*** Block opens ***

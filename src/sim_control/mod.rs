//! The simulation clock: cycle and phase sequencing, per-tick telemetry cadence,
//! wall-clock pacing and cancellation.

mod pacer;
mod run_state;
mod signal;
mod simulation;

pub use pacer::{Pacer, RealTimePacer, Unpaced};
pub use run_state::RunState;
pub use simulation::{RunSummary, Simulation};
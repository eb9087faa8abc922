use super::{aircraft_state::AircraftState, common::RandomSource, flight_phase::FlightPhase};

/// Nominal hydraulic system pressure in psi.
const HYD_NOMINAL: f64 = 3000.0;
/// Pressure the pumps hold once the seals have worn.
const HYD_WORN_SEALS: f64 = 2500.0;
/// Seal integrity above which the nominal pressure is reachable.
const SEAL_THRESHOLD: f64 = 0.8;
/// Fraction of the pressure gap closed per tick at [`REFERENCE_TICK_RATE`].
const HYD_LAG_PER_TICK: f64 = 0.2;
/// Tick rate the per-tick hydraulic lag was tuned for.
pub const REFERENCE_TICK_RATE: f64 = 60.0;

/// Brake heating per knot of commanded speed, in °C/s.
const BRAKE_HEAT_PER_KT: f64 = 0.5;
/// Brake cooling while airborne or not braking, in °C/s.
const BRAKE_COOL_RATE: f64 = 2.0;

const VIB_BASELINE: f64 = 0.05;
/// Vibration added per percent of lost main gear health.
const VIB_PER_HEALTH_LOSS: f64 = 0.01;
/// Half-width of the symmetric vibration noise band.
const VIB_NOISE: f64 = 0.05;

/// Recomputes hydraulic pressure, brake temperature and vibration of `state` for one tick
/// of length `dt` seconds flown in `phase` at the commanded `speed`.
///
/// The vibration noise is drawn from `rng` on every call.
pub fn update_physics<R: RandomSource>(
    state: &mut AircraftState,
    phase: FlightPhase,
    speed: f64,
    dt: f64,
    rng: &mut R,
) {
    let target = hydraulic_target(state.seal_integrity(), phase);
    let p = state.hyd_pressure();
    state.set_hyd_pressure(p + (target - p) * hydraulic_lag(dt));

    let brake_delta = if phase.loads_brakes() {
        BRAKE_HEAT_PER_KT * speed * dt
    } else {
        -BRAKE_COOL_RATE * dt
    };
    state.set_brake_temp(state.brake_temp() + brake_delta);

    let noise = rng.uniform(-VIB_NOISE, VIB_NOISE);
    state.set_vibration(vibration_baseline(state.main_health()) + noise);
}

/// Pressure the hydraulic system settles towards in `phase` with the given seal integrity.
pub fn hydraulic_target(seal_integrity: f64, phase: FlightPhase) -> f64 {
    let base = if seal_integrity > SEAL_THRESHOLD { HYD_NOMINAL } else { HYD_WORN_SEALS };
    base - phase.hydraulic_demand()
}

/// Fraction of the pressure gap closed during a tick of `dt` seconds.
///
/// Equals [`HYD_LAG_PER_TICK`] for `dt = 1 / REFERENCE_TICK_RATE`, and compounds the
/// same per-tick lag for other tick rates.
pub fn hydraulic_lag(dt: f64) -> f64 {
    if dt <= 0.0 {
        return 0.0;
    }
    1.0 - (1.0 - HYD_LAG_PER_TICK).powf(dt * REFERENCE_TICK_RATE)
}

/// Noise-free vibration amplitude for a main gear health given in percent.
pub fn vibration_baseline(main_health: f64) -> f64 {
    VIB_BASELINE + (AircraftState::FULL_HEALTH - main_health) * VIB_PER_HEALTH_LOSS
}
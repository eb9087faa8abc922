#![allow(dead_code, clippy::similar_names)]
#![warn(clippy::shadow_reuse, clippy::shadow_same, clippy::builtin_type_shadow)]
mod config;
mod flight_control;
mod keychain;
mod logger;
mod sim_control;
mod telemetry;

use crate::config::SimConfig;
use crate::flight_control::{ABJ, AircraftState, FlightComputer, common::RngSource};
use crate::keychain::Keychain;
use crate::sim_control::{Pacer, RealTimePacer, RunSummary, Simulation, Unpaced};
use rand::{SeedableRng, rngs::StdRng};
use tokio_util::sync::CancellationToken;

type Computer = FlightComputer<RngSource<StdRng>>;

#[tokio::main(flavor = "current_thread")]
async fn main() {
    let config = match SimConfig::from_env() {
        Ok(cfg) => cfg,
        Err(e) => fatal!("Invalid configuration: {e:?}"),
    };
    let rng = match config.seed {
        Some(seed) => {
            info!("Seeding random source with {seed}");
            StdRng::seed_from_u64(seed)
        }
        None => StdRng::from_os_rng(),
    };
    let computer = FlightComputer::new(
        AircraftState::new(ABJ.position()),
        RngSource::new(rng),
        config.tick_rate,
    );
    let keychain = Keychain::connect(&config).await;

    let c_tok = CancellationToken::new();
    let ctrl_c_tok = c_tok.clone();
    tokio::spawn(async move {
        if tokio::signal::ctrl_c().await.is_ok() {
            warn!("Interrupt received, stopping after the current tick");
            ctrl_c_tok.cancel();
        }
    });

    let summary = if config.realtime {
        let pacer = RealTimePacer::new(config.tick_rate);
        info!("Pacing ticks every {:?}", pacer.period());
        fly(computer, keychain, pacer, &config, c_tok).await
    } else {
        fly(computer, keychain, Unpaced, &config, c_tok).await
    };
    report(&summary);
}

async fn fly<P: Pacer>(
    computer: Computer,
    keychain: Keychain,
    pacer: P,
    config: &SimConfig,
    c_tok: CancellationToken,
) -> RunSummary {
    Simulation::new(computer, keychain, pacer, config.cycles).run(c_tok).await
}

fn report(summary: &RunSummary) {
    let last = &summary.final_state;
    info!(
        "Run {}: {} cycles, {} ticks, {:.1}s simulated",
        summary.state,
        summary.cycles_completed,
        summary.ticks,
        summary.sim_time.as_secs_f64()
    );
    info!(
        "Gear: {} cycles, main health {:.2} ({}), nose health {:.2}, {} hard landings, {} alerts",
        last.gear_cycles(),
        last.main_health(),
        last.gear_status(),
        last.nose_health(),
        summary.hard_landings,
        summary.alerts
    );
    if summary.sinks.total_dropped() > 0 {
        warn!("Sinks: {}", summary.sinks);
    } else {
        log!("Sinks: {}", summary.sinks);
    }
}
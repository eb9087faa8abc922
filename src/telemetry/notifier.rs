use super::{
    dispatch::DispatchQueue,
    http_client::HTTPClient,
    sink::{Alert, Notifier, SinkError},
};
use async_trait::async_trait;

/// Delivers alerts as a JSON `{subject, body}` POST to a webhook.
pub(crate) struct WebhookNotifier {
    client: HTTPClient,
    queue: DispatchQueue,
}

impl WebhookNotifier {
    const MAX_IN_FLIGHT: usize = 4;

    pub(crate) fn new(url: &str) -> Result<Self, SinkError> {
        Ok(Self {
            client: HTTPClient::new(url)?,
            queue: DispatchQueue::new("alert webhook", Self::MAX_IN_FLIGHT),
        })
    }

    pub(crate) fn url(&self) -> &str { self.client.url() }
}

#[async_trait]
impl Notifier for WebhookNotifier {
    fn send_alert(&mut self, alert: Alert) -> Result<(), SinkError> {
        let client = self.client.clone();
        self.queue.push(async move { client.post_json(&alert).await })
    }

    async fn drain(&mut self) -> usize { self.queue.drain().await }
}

*** Block closes ***

*TRY IT*: Check every line above for the word "RngSource" and copy those that have it.

*ANSWER BOX*:
use crate::flight_control::{ABJ, AircraftState, FlightComputer, common::RngSource};
type Computer = FlightComputer<RngSource<StdRng>>;
        RngSource::new(rng),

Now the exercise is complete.